Held by the Court of Criminal Appeal (Geoghegan J; Budd and Edwards JJ):

That there was no deliberate and conscious violation of constitutional rights. It was a matter of discretion for the trial judge to rule upon the admissibility of the evidence.

Given that under the Criminal Justice (Forensic Evidence) Act 1990 that a hair sample could have been procured without consent, it would have been reasonable to assume that the applicant did not require a solicitor. The learned trial judge conducted a fair trial and his rulings were in order.

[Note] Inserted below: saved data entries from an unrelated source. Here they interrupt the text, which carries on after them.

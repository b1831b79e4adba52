// Copyright (c) Microsoft Corporation. All rights reserved.
// Licensed under the MIT License.

//! Signed request pipeline for the Cosmos DB data plane.

mod authorization;

use std::time::Duration;

use base64::{engine::general_purpose::STANDARD as BASE64, Engine as _};
use reqwest::{header, Method, StatusCode};
use time::OffsetDateTime;
use tracing::debug;
use url::Url;
use uuid::Uuid;

use crate::constants;
use crate::error::{Error, Result};
use crate::response::Response;

/// Default timeout for API requests.
const DEFAULT_TIMEOUT_SECS: u64 = 30;

/// Resource classes addressed by this tool, named as they appear in
/// authorization payloads.
#[derive(Clone, Copy, Debug, PartialEq, Eq)]
pub(crate) enum ResourceType {
    Databases,
    Collections,
    Offers,
}

impl ResourceType {
    fn auth_name(self) -> &'static str {
        match self {
            Self::Databases => "dbs",
            Self::Collections => "colls",
            Self::Offers => "offers",
        }
    }
}

/// Sends master-key-signed requests and classifies the responses.
#[derive(Clone)]
pub(crate) struct CosmosPipeline {
    http: reqwest::Client,
    key: Vec<u8>,
}

impl CosmosPipeline {
    /// Creates a pipeline from a base64-encoded account master key.
    pub(crate) fn new(key: &str) -> Result<Self> {
        let key = BASE64.decode(key).map_err(Error::InvalidKey)?;
        let http = reqwest::Client::builder()
            .timeout(Duration::from_secs(DEFAULT_TIMEOUT_SECS))
            .build()?;

        Ok(Self { http, key })
    }

    /// Sends one request. `resource_link` is the link signed into the
    /// authorization header; `extra_headers` are appended after the
    /// standard ones.
    pub(crate) async fn send<T>(
        &self,
        method: Method,
        url: Url,
        resource_type: ResourceType,
        resource_link: &str,
        extra_headers: &[(&'static str, String)],
    ) -> Result<Response<T>> {
        let date = authorization::format_http_date(OffsetDateTime::now_utc())?;
        let token = authorization::primary_key_token(
            &self.key,
            method.as_str(),
            resource_type,
            resource_link,
            &date,
        );

        debug!(url = %url, resource_link, "sending request");

        let mut request = self
            .http
            .request(method, url.clone())
            .header(header::AUTHORIZATION, token)
            .header(constants::DATE, date)
            .header(constants::VERSION, constants::API_VERSION)
            .header(constants::ACTIVITY_ID, Uuid::new_v4().to_string())
            .header(constants::CONSISTENCY_LEVEL, "Eventual");
        for (name, value) in extra_headers {
            request = request.header(*name, value.as_str());
        }

        let response = request.send().await?;
        let status = response.status();
        let response_headers = response.headers().clone();
        let body = response.bytes().await?;

        if status.is_success() {
            Ok(Response::new(status, response_headers, body))
        } else if status == StatusCode::NOT_FOUND {
            Err(Error::NotFound(url.to_string()))
        } else if status == StatusCode::UNAUTHORIZED || status == StatusCode::FORBIDDEN {
            Err(Error::Auth(String::from_utf8_lossy(&body).into_owned()))
        } else {
            Err(Error::Api {
                status: status.as_u16(),
                message: String::from_utf8_lossy(&body).into_owned(),
            })
        }
    }
}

Leave to appeal would be refused.
DPP -v- Derek Wade (2010)
Facts:

The applicant sought leave to appeal in respect of his conviction for murder and attempted robbery. The main ground of appeal concerned the admissibility of fingerprint evidence.

It was also submitted that the court erred in refusing the requisitions sought on behalf of the applicant, and as to those it acceded to, the manner in which the learned trial judge recharged the jury was unfair and prejudicial. It was further submitted that the court erred in law in failing to direct the jury to return a verdict of not guilty in respect of the offence of murder.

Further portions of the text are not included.